Assigned task ->
Begin with the line that holds "inicial do BSP.". Write out every line from there to the end of the listing below, word for word.

▼

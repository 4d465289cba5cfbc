//! Definições de Sistema.

pub mod types;

pub use types::Tid;
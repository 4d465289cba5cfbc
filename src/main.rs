//! Kernel Brasa - Binário Principal.
//!
//! Responsabilidade:
//! 1. Configurar a Stack inicial do BSP.
//! 2. Habilitar SSE.
//! 3. Saltar para `kcore::entry::kernel_main` (da biblioteca `brasa`).
//!
//! O loader de boot zera o BSS e entrega a CPU em modo longo com o
//! mapeamento higher-half já ativo antes de saltar para `_start`.

#![no_std]
#![no_main]

use brasa as _;
use core::cell::UnsafeCell;

const KERNEL_STACK_SIZE: usize = 64 * 1024;

// Stack do kernel do BSP (64 KB). UnsafeCell mantém o static em seção
// gravável; só o assembly de boot toca nela.
#[repr(C, align(16))]
struct KernelStack(UnsafeCell<[u8; KERNEL_STACK_SIZE]>);

unsafe impl Sync for KernelStack {}

#[no_mangle]
static KERNEL_STACK: KernelStack = KernelStack(UnsafeCell::new([0; KERNEL_STACK_SIZE]));

// Ponto de entrada do BSP.
// Configura o Stack Pointer (RSP), habilita SSE e chama kernel_main.
core::arch::global_asm!(
    r#"
    .section .text._start
    .global _start
_start:
    // 1. Configurar Stack Pointer (RSP)
    lea rax, [rip + KERNEL_STACK]
    lea rsp, [rax + {stack_size}]

    // 2. Zerar RBP (Frame Pointer)
    xor rbp, rbp

    // 3. Habilitar SSE (necessário para código Rust)
    mov rax, cr0
    and ax, 0xFFFB          // Limpar CR0.EM (bit 2)
    or ax, 0x2              // Setar CR0.MP (bit 1)
    mov cr0, rax
    mov rax, cr4
    or ax, 0x600            // Setar CR4.OSFXSR (bit 9) e CR4.OSXMMEXCPT (bit 10)
    mov cr4, rax

    // 4. Alinhamento de 16 bytes para SSE (System V ABI)
    and rsp, -16

    // 5. Saltar para o kernel de alto nível
    call kernel_main

    // 6. Halt Loop (kernel_main não deve retornar)
2:
    cli
    hlt
    jmp 2b
"#,
    stack_size = const KERNEL_STACK_SIZE,
);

▲

Task solution ->
//! 1. Configurar a Stack inicial do BSP.
//! 2. Habilitar SSE.
//! 3. Saltar para `kcore::entry::kernel_main` (da biblioteca `brasa`).
//!
//! O loader de boot zera o BSS e entrega a CPU em modo longo com o
//! mapeamento higher-half já ativo antes de saltar para `_start`.

#![no_std]
#![no_main]

use brasa as _;
use core::cell::UnsafeCell;

const KERNEL_STACK_SIZE: usize = 64 * 1024;

// Stack do kernel do BSP (64 KB). UnsafeCell mantém o static em seção
// gravável; só o assembly de boot toca nela.
#[repr(C, align(16))]
struct KernelStack(UnsafeCell<[u8; KERNEL_STACK_SIZE]>);

unsafe impl Sync for KernelStack {}

#[no_mangle]
static KERNEL_STACK: KernelStack = KernelStack(UnsafeCell::new([0; KERNEL_STACK_SIZE]));

// Ponto de entrada do BSP.
// Configura o Stack Pointer (RSP), habilita SSE e chama kernel_main.
core::arch::global_asm!(
    r#"
    .section .text._start
    .global _start
_start:
    // 1. Configurar Stack Pointer (RSP)
    lea rax, [rip + KERNEL_STACK]
    lea rsp, [rax + {stack_size}]

    // 2. Zerar RBP (Frame Pointer)
    xor rbp, rbp

    // 3. Habilitar SSE (necessário para código Rust)
    mov rax, cr0
    and ax, 0xFFFB          // Limpar CR0.EM (bit 2)
    or ax, 0x2              // Setar CR0.MP (bit 1)
    mov cr0, rax
    mov rax, cr4
    or ax, 0x600            // Setar CR4.OSFXSR (bit 9) e CR4.OSXMMEXCPT (bit 10)
    mov cr4, rax

    // 4. Alinhamento de 16 bytes para SSE (System V ABI)
    and rsp, -16

    // 5. Saltar para o kernel de alto nível
    call kernel_main

    // 6. Halt Loop (kernel_main não deve retornar)
2:
    cli
    hlt
    jmp 2b
"#,
    stack_size = const KERNEL_STACK_SIZE,
);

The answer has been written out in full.